Making type-safe internet bots with Haskell

Posted on May 6, 2022 by wjwh


There are basically two types of client applications on the internet:

In this article, I will describe a fairly general way to use Haskell for constructing a specific kind of clients of the second type: clients that listen to a single network socket and send replies to that same socket, possibly while maintaining state. This article assumes basic proficiency with Haskell and networking.

Conduits

The conduit package is a library that provides primitives for streaming data. You can think of a Conduit as a datatype representing a single element in a pipeline, similar to how you can write Unix pipelines in the shell. In most shells every input and output must be text-based, but since we run this inside a Haskell program we can make use of the type system to enable richer in- and output types of each element. Every element in the pipeline has:

Individual elements can be chained together with the .| operator, which makes sure that the output type of the argument on the left matches the input type of the argument on the right. A very basic pipeline might be something like yieldMany [1..15] .| mapC (length . show) .| printC, which will print the number of digits in the numbers 1 to 15 to standard output. You can run a pipeline with the runConduit function or one of its monadic siblings. This is in itself not something you would need Conduit for; a simple list could do this perfectly well. However, there are several benefits to using it:

For more information on the rationale behind conduits and how to use them, the conduit readme is an excellent resource.

Some basic examples

To test these examples, I made an extremely basic server program which will listen on port 8000 and serve an endless stream of JSON values to whatever connects. The values are shaped like this:

$ nc localhost 8000
{"counter":1,"time":1647525924}
{"counter":2,"time":1647525925}
{"counter":3,"time":1647525926}
{"counter":4,"time":1647525927}
{"counter":5,"time":1647525928}
{"counter":6,"time":1647525929}
^C

Every JSON value contains only the counter and time keys. The time key contains the current UNIX timestamp, while the counter key contains the amount of values that have been sent so far. Values are sent out at a rate of 1 per second. Every test program in the following section will connect to this server. All the test programs including the test program can be found here.

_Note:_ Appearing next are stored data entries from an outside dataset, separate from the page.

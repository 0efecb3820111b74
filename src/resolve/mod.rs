//! Semantic Resolution
//!
//! The two forest-wide passes that sit between parsing and emission:
//!
//! - [`attributes`]: rewrite `ref` attributes from their global declarations
//! - [`types`]: infer the external XML name of each named type
//!
//! The passes share no state and may run in either order. [`Resolver`] runs
//! both with one configuration and hands back everything the emitter asks.

pub mod attributes;
pub mod types;

pub use attributes::{resolve_attribute_refs, AttributeIndex, ResolutionReport, UnresolvedRef};
pub use types::{TypeNameResolution, TypeNameResolver, TypeUsage};

use serde::Serialize;
use tracing::info;

use crate::config::ResolverSettings;
use crate::error::ResolveError;
use crate::schema::Forest;

/// Kind of a top-level type declaration
#[derive(Debug, Clone, Copy, PartialEq, Eq, Serialize)]
#[serde(rename_all = "snake_case")]
pub enum TypeKind {
    Complex,
    Simple,
}

/// Resolved external name of one top-level type
#[derive(Debug, Clone, Serialize)]
pub struct TypeNameEntry {
    pub schema_index: usize,
    pub kind: TypeKind,
    /// Declared type name
    pub type_name: String,
    pub resolution: TypeNameResolution,
}

/// Runs both resolution passes over a forest
#[derive(Debug, Clone, Default)]
pub struct Resolver {
    settings: ResolverSettings,
}

/// Results of a full resolution run
#[derive(Debug)]
pub struct ResolvedForest {
    pub report: ResolutionReport,
    pub types: TypeNameResolver,
    /// Aggregate of unresolved references under the collecting policy
    pub error: Option<ResolveError>,
}

impl Resolver {
    pub fn new(settings: ResolverSettings) -> Self {
        Self { settings }
    }

    pub fn settings(&self) -> &ResolverSettings {
        &self.settings
    }

    /// Resolve attribute references in place, then index element types.
    ///
    /// Unresolved references never stop the type index from being built.
    /// Under the collecting error policy they are carried in
    /// [`ResolvedForest::error`] for the caller to report once its output
    /// is written.
    pub fn run(&self, forest: &mut Forest) -> ResolvedForest {
        let (report, errors) = attributes::apply_attribute_refs(forest);
        let error = attributes::policy_error(self.settings.error_policy, errors);
        let types = TypeNameResolver::build(forest, self.settings.type_naming);
        info!(schemas = forest.len(), clean = error.is_none(), "resolution complete");
        ResolvedForest { report, types, error }
    }
}

impl ResolvedForest {
    /// External name of every named top-level type, in declaration order
    pub fn type_names(&self, forest: &Forest) -> Vec<TypeNameEntry> {
        let mut entries = Vec::new();

        for (schema_index, schema) in forest.schemas().iter().enumerate() {
            let declared = schema
                .complex_types
                .iter()
                .map(|ct| (TypeKind::Complex, ct.name.as_str()))
                .chain(schema.simple_types.iter().map(|st| (TypeKind::Simple, st.name.as_str())))
                .filter(|(_, name)| !name.is_empty());

            for (kind, name) in declared {
                entries.push(TypeNameEntry {
                    schema_index,
                    kind,
                    type_name: name.to_string(),
                    resolution: self.types.name_for_type(name, &schema.namespaces),
                });
            }
        }

        entries
    }
}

A basic network conduit example

As a first example, let’s make a program that connects to the test server and then simply prints all the received values to the standard output. We can do this with the functions from Data.Conduit.Network from the conduit-extra package. This package provides a runTCPClient function, which does exactly what the name implies. It takes as arguments a ClientSettings and a function with signature (AppData -> IO a). The AppData contains everything you need to know about the connection, you can stream all the received data from it with the appSource function:

main :: IO ()
main = do
  let settings = clientSettings 8000 "127.0.0.1"
  runTCPClient settings $ \ad -> do
    runConduitRes $ appSource ad .| stdout

Since the appSource conduit outputs ByteString values and the stdout wants ByteStrings as input values, we have to do no further transformations to make the types match up. The output of this program is pretty much what you would expect:

$ cabal run
{"counter":1,"time":1647529231}
{"counter":2,"time":1647529232}
{"counter":3,"time":1647529233}
{"counter":4,"time":1647529234}
^C

So far, we have not done anything we couldn’t just do with netcat, so let’s look at a slightly more advanced example.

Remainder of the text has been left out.